One might fair better getting into a National Forest Campground. They're not quite as popular as the state parks although they don't have electricity or hot showers. Lake Winfield Scott has hot showers.
It's usually cool enough during Memorial day weekend to not need A/C in the mountains.  

It looks like Lake Winfield Scott NF is the only National Forest campground that accepts reservations. That one is also one of the most popular. I remember staying their a few times when we couldn't get into Vogel SP.


----------



## KLBTJTALLY1 (May 25, 2016)

Miguel Cervantes said:


> Gonna be tough to get in a lot of the SP's without reservations for memorial day. Mocassin Creek is not bad, especially with the lake and trout streams close by.

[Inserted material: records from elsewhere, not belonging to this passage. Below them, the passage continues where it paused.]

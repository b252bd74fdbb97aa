use crate::engine::CancelToken;

/// Coarse lifecycle of the controller.
#[derive(Debug, Clone, Copy, PartialEq, Eq)]
pub enum Phase {
	/// No search is pending and the last result has been published.
	Idle,
	/// Work is queued: waiting out the debounce window or behind another run.
	Debouncing,
	/// A filter run is executing.
	Filtering,
}

/// Point-in-time view of the controller's search bookkeeping.
#[derive(Debug, Clone, PartialEq, Eq)]
pub struct SearchState {
	pub phase: Phase,
	/// A filter run is active.
	pub searching: bool,
	/// Nothing is pending; the busy indicator should be off.
	pub idle: bool,
	/// The active run has been asked to stop.
	pub abort_requested: bool,
	/// Most recent text entered by the user.
	pub pending_text: String,
	/// Incremented on every text change.
	pub generation: u64,
}

pub(crate) struct ActiveRun {
	pub(crate) token: CancelToken,
	/// Manual refreshes run to completion regardless of typing.
	pub(crate) forced: bool,
}

pub(crate) struct GateState {
	pub(crate) phase: Phase,
	pub(crate) searching: bool,
	pub(crate) idle: bool,
	pub(crate) abort_requested: bool,
	pub(crate) pending_text: String,
	pub(crate) generation: u64,
	/// Commands sent to the worker and not yet picked up.
	pub(crate) queued: usize,
	/// The next search skips the debounce window.
	pub(crate) fresh: bool,
	pub(crate) shutdown: bool,
	pub(crate) active: Option<ActiveRun>,
}

impl GateState {
	pub(crate) fn new() -> Self {
		Self {
			phase: Phase::Idle,
			searching: false,
			idle: true,
			abort_requested: false,
			pending_text: String::new(),
			generation: 0,
			queued: 0,
			fresh: true,
			shutdown: false,
			active: None,
		}
	}

	/// Whether a search issued for `generation` is still the latest request.
	pub(crate) fn is_current(&self, generation: u64) -> bool {
		!self.shutdown && self.generation == generation
	}

	/// Ask the active keystroke run to stop. Returns whether one was running.
	pub(crate) fn abort_active(&mut self) -> bool {
		let aborted = match &self.active {
			Some(run) if !run.forced => {
				run.token.cancel();
				true
			}
			_ => false,
		};
		if aborted {
			self.abort_requested = true;
		}
		aborted
	}

	pub(crate) fn begin(&mut self, token: CancelToken, forced: bool) {
		self.phase = Phase::Filtering;
		self.searching = true;
		self.abort_requested = false;
		self.active = Some(ActiveRun { token, forced });
	}

	pub(crate) fn snapshot(&self) -> SearchState {
		SearchState {
			phase: self.phase,
			searching: self.searching,
			idle: self.idle,
			abort_requested: self.abort_requested,
			pending_text: self.pending_text.clone(),
			generation: self.generation,
		}
	}
}
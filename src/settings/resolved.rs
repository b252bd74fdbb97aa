use std::path::PathBuf;
use std::time::Duration;

use sift::FilesystemOptions;

/// Where the candidate lines come from.
#[derive(Debug, Clone, PartialEq, Eq)]
pub enum InputKind {
	Stdin,
	File(PathBuf),
	Directory(PathBuf),
}

#[derive(Debug, Clone, Copy, Default, PartialEq, Eq)]
pub enum MatchMode {
	/// Every query token must appear as a case-insensitive substring.
	#[default]
	Substring,
	Fuzzy,
}

#[derive(Debug, Clone, Copy, Default, PartialEq, Eq)]
pub enum SortOrder {
	#[default]
	Insertion,
	Alphabetical,
	Length,
}

/// Application-ready configuration derived from user input, config files and
/// defaults.
#[derive(Debug)]
pub struct ResolvedConfig {
	pub input: InputKind,
	pub filesystem: FilesystemOptions,
	pub mode: MatchMode,
	pub sort: SortOrder,
	/// Filter pool size; `None` means one worker per hardware thread.
	pub threads: Option<usize>,
	pub debounce: Duration,
	pub limit: Option<usize>,
	pub queries: Vec<String>,
}

impl ResolvedConfig {
	/// Print a human readable summary of the effective configuration to stderr.
	pub fn print_summary(&self) {
		eprintln!("Effective configuration:");
		match &self.input {
			InputKind::Stdin => eprintln!("  Input: standard input"),
			InputKind::File(path) => eprintln!("  Input: {}", path.display()),
			InputKind::Directory(root) => {
				eprintln!("  Root: {}", root.display());
				eprintln!(
					"  Include hidden: {}",
					bool_to_word(self.filesystem.include_hidden)
				);
				eprintln!(
					"  Follow symlinks: {}",
					bool_to_word(self.filesystem.follow_symlinks)
				);
				eprintln!(
					"  Respect ignore files: {}",
					bool_to_word(self.filesystem.respect_ignore_files)
				);
				match self.filesystem.max_depth {
					Some(depth) => eprintln!("  Max depth: {depth}"),
					None => eprintln!("  Max depth: unlimited"),
				}
				if !self.filesystem.global_ignores.is_empty() {
					eprintln!(
						"  Global ignores: {}",
						self.filesystem.global_ignores.join(", ")
					);
				}
			}
		}
		eprintln!("  Match mode: {:?}", self.mode);
		eprintln!("  Sort order: {:?}", self.sort);
		match self.threads {
			Some(threads) => eprintln!("  Threads: {threads}"),
			None => eprintln!("  Threads: automatic"),
		}
		eprintln!("  Debounce: {} ms", self.debounce.as_millis());
		if let Some(limit) = self.limit {
			eprintln!("  Limit: {limit}");
		}
		for query in &self.queries {
			eprintln!("  Query: {query:?}");
		}
	}
}

fn bool_to_word(value: bool) -> &'static str {
	if value { "yes" } else { "no" }
}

It is a very crowded camper park (not much else to the park itself) Same for Toccoa, it's more of an RV Park with some good trails to hike and the Gorge attraction is real close.
> 
> What is your desired target requirements? Maybe we can give you some other options.



See new thread!  

Thanks for the info guys!


----------



## Mark R (Jun 6, 2016)

Is there tent camping or primitive camping sites there ? do they stay booked up as well ?


----------



## greg_n_clayton (Jun 7, 2016)

thicketbuster said:


> Is there tent camping or primitive camping sites there ? do they stay booked up as well ?



Alot of free primitive camping in the area. USFS lands are abundant !! The campground is next to the the old Lake Burton WMA !!


----------



## natureman (Jun 7, 2016)

Also, nice primitive sites on Wildcat Creek a few miles south.  Here is some video that I shot there.  

<p>Wildcat Creek from Mark Williams on Vimeo.</p>


----------



## Paymaster (Jun 8, 2016)

MC is great for kids. Sites are fairly tight and reservations, as some have said, must me made well in advance. Lots of good trout fishing near by. There is a child only trout fishing area on the Park.


----------



## KDarsey (Jul 30, 2016)

Children 10 & under & old folks 65 & up can fish in the park. VERY popular with the 'local' folks but these are your older locals that are super good folks.
  I think it is a 'hidden gem'....but I'm partial to it. ( I volunteer there about 1/2 the year)


----------